Workout enthusiasts know that if you strengthen one muscle, you should also build comparable strength in that muscle’s antagonist – or the muscle that works in the opposite direction. For example, most people understand that biceps strengthening should be balanced with triceps strengthening in order to keep the muscles around the upper arm that flex and extend the elbow at comparable strength and tone.
But when it comes to the shoulder, the antagonist muscles become less obvious, because many of them are buried beneath other structures and cannot be seen by just looking at the shoulder.

Learning More about How the Shoulder Works

In the shoulder, the deltoid muscle elevates the arm to the level of the shoulder and above; while simultaneously, the rotator cuff muscles contract to keep the head of the humerus (the ball of the joint) from elevating and tightly centered in the shoulder socket as the arm is lifted.
The deltoid and the rotator cuff are antagonists - that is, they perform actions that are opposite of each other. When the deltoid muscle gets stronger than the rotator cuff muscles, the head of the humerus is not pulled to the center of the joint, migrates up out of the socket, and pinches (or “impinges”) the rotator cuff tendon and surrounding soft tissues (the bursa) that cross above the humeral head. The rotator cuff tendon is pinched in the limited space between the shoulder joint and the boney “roof” of the joint (the acromion).
This repeated impingement causes progressive inflammation, swelling of the tendon and bursa, and pain, the combination of which is called impingement syndrome.

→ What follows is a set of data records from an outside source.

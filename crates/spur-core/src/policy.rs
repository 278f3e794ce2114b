//! Canonical reward policy tables
//!
//! Every tunable scoring number lives in one versioned TOML document:
//! per-category weights, the model-path adjustment tiers, the fallback
//! rule tiers, and the luxury overspend penalties. Tables are explicit
//! ordered tier lists rather than nested conditionals, so they can be
//! tested table-driven and swapped without touching code.
//!
//! ## Configuration Resolution
//!
//! Config is loaded with a two-layer resolution:
//! 1. Check for an override (`SPUR_POLICY_PATH`, then
//!    `<data-dir>/spur/config/policy.toml`)
//! 2. Fall back to embedded defaults (compiled into the binary)

use std::collections::BTreeMap;
use std::fs;
use std::path::PathBuf;

use serde::Deserialize;
use tracing::{debug, info};

use crate::error::{Error, Result};

/// Embedded default policy (compiled into binary)
const DEFAULT_POLICY: &str = include_str!("../../../config/policy.toml");

/// Environment variable naming an explicit policy override file
pub const POLICY_PATH_ENV: &str = "SPUR_POLICY_PATH";

/// Overspend penalty class for a category.
#[derive(Debug, Clone, Copy, PartialEq, Eq, Deserialize)]
#[serde(rename_all = "snake_case")]
pub enum LuxuryClass {
    /// Pure discretionary spending (entertainment, travel, shopping)
    Harsh,
    /// Can be overspent but is still a necessity (food)
    Moderate,
    /// Everything else
    Mild,
}

/// Static policy for one spending category.
#[derive(Debug, Clone, Deserialize)]
pub struct CategoryPolicy {
    /// Weight applied to the model estimate, in (0, 1]
    pub priority: f64,
    /// Seed value for the rule-based fallback path
    pub base_coins: u32,
    /// Feeds the category_health explanation factor
    pub healthy: bool,
    /// Overspend penalty class
    pub luxury: LuxuryClass,
}

/// One row of a tier table.
///
/// Applies to values less than or equal to `up_to`; a row without a
/// bound is the unbounded terminal tier.
#[derive(Debug, Clone, Deserialize)]
pub struct Tier {
    #[serde(default)]
    pub up_to: Option<f64>,
    pub factor: f64,
    #[serde(default)]
    pub tag: Option<String>,
}

/// An ordered list of tiers mapping a value to a factor.
#[derive(Debug, Clone, Deserialize)]
#[serde(transparent)]
pub struct TierTable(Vec<Tier>);

/// Neutral tier returned if selection ever falls through. Load-time
/// validation guarantees a terminal tier, so this is unreachable in
/// practice.
const NEUTRAL_TIER: Tier = Tier {
    up_to: None,
    factor: 1.0,
    tag: None,
};

impl TierTable {
    /// Select the tier covering `value`.
    pub fn select(&self, value: f64) -> &Tier {
        for tier in &self.0 {
            match tier.up_to {
                Some(bound) if value > bound => continue,
                _ => return tier,
            }
        }
        &NEUTRAL_TIER
    }

    pub fn tiers(&self) -> &[Tier] {
        &self.0
    }

    /// Validate ordering: ascending bounds, exactly one terminal tier
    /// (last), positive non-increasing factors.
    fn validate(&self, name: &str, require_tags: bool) -> Result<()> {
        if self.0.is_empty() {
            return Err(Error::Policy(format!("{}: tier table is empty", name)));
        }

        let mut prev_bound: Option<f64> = None;
        let mut prev_factor: Option<f64> = None;

        for (i, tier) in self.0.iter().enumerate() {
            if !tier.factor.is_finite() || tier.factor <= 0.0 {
                return Err(Error::Policy(format!(
                    "{}: tier {} has non-positive factor {}",
                    name, i, tier.factor
                )));
            }
            if require_tags && tier.tag.as_deref().map_or(true, str::is_empty) {
                return Err(Error::Policy(format!("{}: tier {} is missing a tag", name, i)));
            }

            match tier.up_to {
                Some(bound) => {
                    if !bound.is_finite() {
                        return Err(Error::Policy(format!(
                            "{}: tier {} has non-finite bound",
                            name, i
                        )));
                    }
                    if i == self.0.len() - 1 {
                        return Err(Error::Policy(format!(
                            "{}: last tier must be unbounded",
                            name
                        )));
                    }
                    if let Some(prev) = prev_bound {
                        if bound <= prev {
                            return Err(Error::Policy(format!(
                                "{}: tier bounds must be strictly ascending ({} after {})",
                                name, bound, prev
                            )));
                        }
                    }
                    prev_bound = Some(bound);
                }
                None => {
                    if i != self.0.len() - 1 {
                        return Err(Error::Policy(format!(
                            "{}: unbounded tier must come last",
                            name
                        )));
                    }
                }
            }

            if let Some(prev) = prev_factor {
                if tier.factor > prev {
                    return Err(Error::Policy(format!(
                        "{}: factors must be non-increasing ({} after {})",
                        name, tier.factor, prev
                    )));
                }
            }
            prev_factor = Some(tier.factor);
        }

        Ok(())
    }
}

/// Model-path adjustment tiers (deliberately narrower than the fallback
/// tables: the learned estimate is trusted for near-budget cases).
#[derive(Debug, Clone, Deserialize)]
pub struct ModelTables {
    pub overspend: TierTable,
    pub amount: TierTable,
}

/// Fallback rule tiers.
#[derive(Debug, Clone, Deserialize)]
pub struct FallbackTables {
    pub budget: TierTable,
    pub amount: TierTable,
}

/// Extra penalty for discretionary overspending.
#[derive(Debug, Clone, Deserialize)]
pub struct LuxuryTable {
    /// Budget ratio above which the penalty applies
    pub trigger_ratio: f64,
    pub harsh: f64,
    pub moderate: f64,
    pub mild: f64,
}

impl LuxuryTable {
    pub fn factor(&self, class: LuxuryClass) -> f64 {
        match class {
            LuxuryClass::Harsh => self.harsh,
            LuxuryClass::Moderate => self.moderate,
            LuxuryClass::Mild => self.mild,
        }
    }
}

/// The full policy document. Read-only after process start.
#[derive(Debug, Clone, Deserialize)]
pub struct PolicyTables {
    pub version: u32,
    categories: BTreeMap<String, CategoryPolicy>,
    default_category: CategoryPolicy,
    pub model: ModelTables,
    pub fallback: FallbackTables,
    pub luxury: LuxuryTable,
}

impl PolicyTables {
    /// Parse and validate a policy document.
    pub fn from_toml(input: &str) -> Result<Self> {
        let tables: PolicyTables = toml::from_str(input)?;
        tables.validate()?;
        Ok(tables)
    }

    /// The embedded default tables.
    pub fn embedded() -> Result<Self> {
        Self::from_toml(DEFAULT_POLICY)
    }

    /// Load tables with override resolution.
    ///
    /// A present-but-invalid override is an error rather than a silent
    /// fall-through, so a typo cannot quietly revert policy.
    pub fn load() -> Result<Self> {
        if let Some(path) = Self::override_path() {
            info!(path = %path.display(), "Loading policy table override");
            let text = fs::read_to_string(&path)?;
            return Self::from_toml(&text);
        }
        debug!("Using embedded policy tables");
        Self::embedded()
    }

    /// Locate an override file, if any.
    fn override_path() -> Option<PathBuf> {
        if let Ok(path) = std::env::var(POLICY_PATH_ENV) {
            if !path.is_empty() {
                return Some(PathBuf::from(path));
            }
        }

        let candidate = dirs::data_dir()?.join("spur").join("config").join("policy.toml");
        if candidate.exists() {
            Some(candidate)
        } else {
            None
        }
    }

    /// Policy for a category; unknown categories get the default bucket.
    pub fn category(&self, name: &str) -> &CategoryPolicy {
        self.categories.get(name).unwrap_or_else(|| {
            debug!(category = name, "Unknown category, using default policy");
            &self.default_category
        })
    }

    /// Whether the category is in the known vocabulary.
    pub fn is_known(&self, name: &str) -> bool {
        self.categories.contains_key(name)
    }

    /// The known category names, sorted.
    pub fn category_names(&self) -> Vec<String> {
        self.categories.keys().cloned().collect()
    }

    fn validate(&self) -> Result<()> {
        if self.version == 0 {
            return Err(Error::Policy("version must be at least 1".into()));
        }
        if self.categories.is_empty() {
            return Err(Error::Policy("no categories defined".into()));
        }

        let all_categories = self
            .categories
            .iter()
            .map(|(name, policy)| (name.as_str(), policy))
            .chain(std::iter::once(("default", &self.default_category)));

        for (name, policy) in all_categories {
            if !policy.priority.is_finite() || policy.priority <= 0.0 || policy.priority > 1.0 {
                return Err(Error::Policy(format!(
                    "category {}: priority {} outside (0, 1]",
                    name, policy.priority
                )));
            }
            if policy.base_coins < crate::models::MIN_COINS
                || policy.base_coins > crate::models::MAX_COINS
            {
                return Err(Error::Policy(format!(
                    "category {}: base_coins {} outside [{}, {}]",
                    name,
                    policy.base_coins,
                    crate::models::MIN_COINS,
                    crate::models::MAX_COINS
                )));
            }
        }

        self.model.overspend.validate("model.overspend", false)?;
        self.model.amount.validate("model.amount", false)?;
        self.fallback.budget.validate("fallback.budget", true)?;
        self.fallback.amount.validate("fallback.amount", false)?;

        for (name, factor) in [
            ("harsh", self.luxury.harsh),
            ("moderate", self.luxury.moderate),
            ("mild", self.luxury.mild),
        ] {
            if !factor.is_finite() || factor <= 0.0 || factor > 1.0 {
                return Err(Error::Policy(format!(
                    "luxury.{}: factor {} outside (0, 1]",
                    name, factor
                )));
            }
        }
        if !self.luxury.trigger_ratio.is_finite() || self.luxury.trigger_ratio < 0.0 {
            return Err(Error::Policy(format!(
                "luxury.trigger_ratio {} must be non-negative",
                self.luxury.trigger_ratio
            )));
        }

        Ok(())
    }
}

Treating and Preventing Impingement Syndrome

A key to treating or preventing impingement syndrome is to train the rotator cuff muscles as effectively as you train the deltoid muscle, so that strength around the shoulder remains in balance. You would never work your biceps without triceps, or quads without hamstrings – so why work the deltoid and not the rotator cuff?
The number one piece of advice Russell Warren, M.D., team physician for the Giants, provides to aspiring footballers echoes similar advice heard from doctors and strength coaches everywhere: “Get in shape. Work out hard, but always learn good techniques.”
Athletes should always listen to how their body responds to the activity they engage in, and if they do have problems, they should adjust to them. “Just don’t push through them,” advises Dr. Warren, who is a sports medicine orthopedic surgeon at Hospital for Special Surgery. “It works the same way with a rehab program – if something bothers you, shorten the duration, change the angle, or give it up entirely. There are many different ways to do these exercises. A good trainer or therapist will help make those adjustments.”
“At Hospital for Special Surgery we’re not only concerned with patient care, but with bringing our knowledge of new conditions and treatments to others involved in both professional and amateur sports medicine. It’s a large part of why I became interested in doing this,” said Dr. Warren.